Source information section start

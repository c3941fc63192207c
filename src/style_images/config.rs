//! # 配置模块
//!
//! ## 设计思路
//!
//! 将所有“可调策略”集中到 `ImageConfig`，保证运行时行为可观测、可调整、可测试。
//! 其中性能档位（quality / balanced / speed）作为高层语义，映射到图标降采样参数组合；
//! 动图驱动模式（full / simple）决定逐帧调度器的工作方式。
//!
//! ## 实现思路
//!
//! - `Default` 提供生产可用的配置；网络默认不设超时，卡住的请求只拖慢它自己的条目。
//! - `serde` 反序列化时所有字段均可缺省，缺省值来自 `Default`。
//! - `validate` 集中做范围校验，设置文件与运行时更新共用。

use std::path::PathBuf;

use image::imageops::FilterType;
use serde::{Deserialize, Serialize};

use super::ImageError;

/// 图片链路配置。
///
/// 字段覆盖了拉取、解码、降采样与动图调度四个阶段。
#[derive(Debug, Clone, Serialize, Deserialize)]
#[serde(default, rename_all = "camelCase")]
pub struct ImageConfig {
    /// 下载/读取原始字节时允许的最大文件体积（字节）。
    pub max_file_size: u64,
    /// 网络下载总超时（秒），`None` 表示不限制。
    pub download_timeout: Option<u64>,
    /// 建立连接超时（秒），`None` 表示不限制。
    pub connect_timeout: Option<u64>,
    /// 最大重定向次数。
    pub max_redirects: usize,
    /// 解码后的像素上限（`width * height`）。
    pub max_decoded_pixels: u64,
    /// 解码阶段允许的预计内存上限（按 RGBA 估算，字节）。动图按全部帧累计。
    pub max_decoded_bytes: u64,
    /// 是否对超大图标做自适应降采样。
    pub adaptive_resize: bool,
    /// 降采样后宽/高单边最大值。
    pub max_icon_dimension: u32,
    /// 降采样后目标像素上限。
    pub max_icon_pixels: u64,
    /// 降采样滤镜策略（由性能档位决定，不参与序列化）。
    #[serde(skip)]
    pub resize_filter: FilterType,
    /// 内置资源目录（裸资源名在此查找）。
    pub resource_dir: Option<PathBuf>,
    /// 内置资产目录（`asset://` 在此查找）。
    pub asset_dir: Option<PathBuf>,
    /// 动图驱动模式。
    pub animation_mode: AnimationMode,
    /// simple 模式下的固定重绘间隔（毫秒）。
    pub frame_interval_ms: u64,
    /// 低于该值的帧延迟视为“未指定”。
    pub min_frame_delay_ms: u64,
    /// 未指定帧延迟时使用的默认值（毫秒）。
    pub default_frame_delay_ms: u64,
    /// 自愈看门狗的巡检周期（毫秒）。
    pub watchdog_interval_ms: u64,
}

impl Default for ImageConfig {
    fn default() -> Self {
        Self {
            max_file_size: 20 * 1024 * 1024,
            download_timeout: None,
            connect_timeout: None,
            max_redirects: 5,
            max_decoded_pixels: 40_000_000,
            max_decoded_bytes: 160 * 1024 * 1024,
            adaptive_resize: true,
            max_icon_dimension: 2048,
            max_icon_pixels: 4_000_000,
            resize_filter: FilterType::Triangle,
            resource_dir: None,
            asset_dir: None,
            animation_mode: AnimationMode::Full,
            frame_interval_ms: 50,
            min_frame_delay_ms: 20,
            default_frame_delay_ms: 100,
            watchdog_interval_ms: 1_000,
        }
    }
}

/// 动图驱动模式。
///
/// - `Full`：由解码器声明下一帧到期时间，调度器按时投递定时任务
/// - `Simple`：按固定间隔重绘，帧推进按墙钟时间计算
#[derive(Debug, Clone, Copy, PartialEq, Eq, Serialize, Deserialize)]
#[serde(rename_all = "lowercase")]
pub enum AnimationMode {
    Full,
    Simple,
}

impl AnimationMode {
    /// 从外部字符串解析模式。
    pub fn from_str(mode: &str) -> Result<Self, ImageError> {
        match mode.trim().to_lowercase().as_str() {
            "full" => Ok(Self::Full),
            "simple" => Ok(Self::Simple),
            other => Err(ImageError::InvalidFormat(format!(
                "未知动图模式：{}（可选：full / simple）",
                other
            ))),
        }
    }

    pub fn as_str(self) -> &'static str {
        match self {
            Self::Full => "full",
            Self::Simple => "simple",
        }
    }
}

/// 图片性能档位（面向产品/用户语义）。
///
/// - `Quality`：不降采样，尽量保真
/// - `Balanced`：质量与内存平衡
/// - `Speed`：优先安装速度与内存
#[derive(Debug, Clone, Copy, PartialEq, Eq)]
pub enum ImagePerformanceProfile {
    Quality,
    Balanced,
    Speed,
}

impl ImagePerformanceProfile {
    /// 从外部字符串解析档位。
    ///
    /// # 示例
    /// ```rust
    /// use map_image_loader::style_images::ImagePerformanceProfile;
    ///
    /// let p = ImagePerformanceProfile::from_str("balanced")?;
    /// assert_eq!(p.as_str(), "balanced");
    /// # Ok::<(), map_image_loader::style_images::ImageError>(())
    /// ```
    pub fn from_str(profile: &str) -> Result<Self, ImageError> {
        match profile.trim().to_lowercase().as_str() {
            "quality" => Ok(Self::Quality),
            "balanced" => Ok(Self::Balanced),
            "speed" => Ok(Self::Speed),
            other => Err(ImageError::InvalidFormat(format!(
                "未知性能档位：{}（可选：quality / balanced / speed）",
                other
            ))),
        }
    }

    /// 将档位输出为稳定字符串。
    pub fn as_str(self) -> &'static str {
        match self {
            Self::Quality => "quality",
            Self::Balanced => "balanced",
            Self::Speed => "speed",
        }
    }
}

impl ImageConfig {
    /// 基于当前参数反推性能档位。
    pub(crate) fn infer_performance_profile(&self) -> ImagePerformanceProfile {
        if !self.adaptive_resize {
            return ImagePerformanceProfile::Quality;
        }

        if self.max_icon_pixels <= 1_000_000 || self.max_icon_dimension <= 1024 {
            return ImagePerformanceProfile::Speed;
        }

        ImagePerformanceProfile::Balanced
    }

    /// 应用指定性能档位到实际参数。
    pub(crate) fn apply_performance_profile(&mut self, profile: ImagePerformanceProfile) {
        match profile {
            ImagePerformanceProfile::Quality => {
                self.adaptive_resize = false;
                self.max_icon_pixels = self.max_decoded_pixels;
                self.max_icon_dimension = 8192;
                self.resize_filter = FilterType::CatmullRom;
            }
            ImagePerformanceProfile::Balanced => {
                self.adaptive_resize = true;
                self.max_icon_pixels = 4_000_000;
                self.max_icon_dimension = 2048;
                self.resize_filter = FilterType::Triangle;
            }
            ImagePerformanceProfile::Speed => {
                self.adaptive_resize = true;
                self.max_icon_pixels = 1_000_000;
                self.max_icon_dimension = 1024;
                self.resize_filter = FilterType::Nearest;
            }
        }
    }

    /// 校验各项参数是否在可接受范围内。
    pub fn validate(&self) -> Result<(), ImageError> {
        if self.max_file_size == 0 {
            return Err(ImageError::InvalidFormat("max_file_size 不能为 0".to_string()));
        }
        if self.max_decoded_bytes < 1024 * 1024 {
            return Err(ImageError::InvalidFormat("max_decoded_bytes 不能小于 1MB".to_string()));
        }
        if let Some(timeout) = self.connect_timeout {
            if !(1..=120).contains(&timeout) {
                return Err(ImageError::InvalidFormat("connect_timeout 必须在 1~120 秒之间".to_string()));
            }
        }
        if let Some(timeout) = self.download_timeout {
            if timeout == 0 {
                return Err(ImageError::InvalidFormat("download_timeout 不能为 0".to_string()));
            }
        }
        if self.max_icon_dimension == 0 {
            return Err(ImageError::InvalidFormat("max_icon_dimension 不能为 0".to_string()));
        }
        if !(10..=10_000).contains(&self.frame_interval_ms) {
            return Err(ImageError::InvalidFormat("frame_interval_ms 必须在 10~10000 毫秒之间".to_string()));
        }
        if !(10..=10_000).contains(&self.default_frame_delay_ms) {
            return Err(ImageError::InvalidFormat("default_frame_delay_ms 必须在 10~10000 毫秒之间".to_string()));
        }
        if self.min_frame_delay_ms > self.default_frame_delay_ms {
            return Err(ImageError::InvalidFormat(
                "min_frame_delay_ms 不能大于 default_frame_delay_ms".to_string(),
            ));
        }
        if !(10..=60_000).contains(&self.watchdog_interval_ms) {
            return Err(ImageError::InvalidFormat("watchdog_interval_ms 必须在 10~60000 毫秒之间".to_string()));
        }

        Ok(())
    }
}

#[cfg(test)]
mod tests {
    use super::*;

    #[test]
    fn default_config_is_valid() {
        ImageConfig::default().validate().expect("default config should be valid");
    }

    #[test]
    fn profile_round_trips_through_inference() {
        for profile in [
            ImagePerformanceProfile::Quality,
            ImagePerformanceProfile::Balanced,
            ImagePerformanceProfile::Speed,
        ] {
            let mut config = ImageConfig::default();
            config.apply_performance_profile(profile);
            assert_eq!(config.infer_performance_profile(), profile);
        }
    }

    #[test]
    fn unknown_profile_and_mode_are_rejected() {
        assert!(matches!(
            ImagePerformanceProfile::from_str("turbo"),
            Err(ImageError::InvalidFormat(_))
        ));
        assert!(matches!(AnimationMode::from_str("fast"), Err(ImageError::InvalidFormat(_))));
        assert_eq!(AnimationMode::from_str(" Simple ").unwrap(), AnimationMode::Simple);
    }

    #[test]
    fn validate_rejects_out_of_range_timing() {
        let mut config = ImageConfig::default();
        config.watchdog_interval_ms = 1;
        assert!(matches!(config.validate(), Err(ImageError::InvalidFormat(_))));

        let mut config = ImageConfig::default();
        config.min_frame_delay_ms = 500;
        assert!(matches!(config.validate(), Err(ImageError::InvalidFormat(_))));

        let mut config = ImageConfig::default();
        config.connect_timeout = Some(0);
        assert!(matches!(config.validate(), Err(ImageError::InvalidFormat(_))));
    }

    #[test]
    fn deserializes_partial_camel_case_json() {
        let config: ImageConfig = serde_json::from_str(
            r#"{ "animationMode": "simple", "watchdogIntervalMs": 250, "assetDir": "/opt/assets" }"#,
        )
        .expect("partial config should parse");

        assert_eq!(config.animation_mode, AnimationMode::Simple);
        assert_eq!(config.watchdog_interval_ms, 250);
        assert_eq!(config.asset_dir, Some(PathBuf::from("/opt/assets")));
        assert_eq!(config.max_redirects, ImageConfig::default().max_redirects);
    }
}
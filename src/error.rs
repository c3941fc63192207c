//! 统一错误类型模块
//!
//! # 设计思路
//!
//! 库内部各阶段使用 `ImageError`；二进制入口与设置读取层统一返回 `AppError`，
//! 避免在调用方散落 `.map_err(|e| e.to_string())`。
//!
//! # 实现思路
//!
//! - 使用 `thiserror` 派生可读错误消息。
//! - 为 `ImageError` 与 `std::io::Error` 提供 `From` 转换，调用方直接用 `?`。

use crate::style_images::ImageError;

/// 应用级统一错误类型
#[derive(Debug, thiserror::Error)]
pub enum AppError {
    /// 图片处理流水线错误（拉取 / 解码 / 配置）
    #[error("{0}")]
    Image(#[from] ImageError),

    /// 文件系统 I/O 错误
    #[error("文件系统错误: {0}")]
    Io(#[from] std::io::Error),

    /// 设置文件内容不合法
    #[error("设置文件错误: {0}")]
    Settings(String),

    /// 命令行参数错误
    #[error("参数错误: {0}")]
    Usage(String),
}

Source information section end

▸ **Description of the task**
Copy every line of the data above in which the string "FilterType" appears.

▸ **Problem solution**
use image::imageops::FilterType;
    pub resize_filter: FilterType,
            resize_filter: FilterType::Triangle,
                self.resize_filter = FilterType::CatmullRom;
                self.resize_filter = FilterType::Triangle;
                self.resize_filter = FilterType::Nearest;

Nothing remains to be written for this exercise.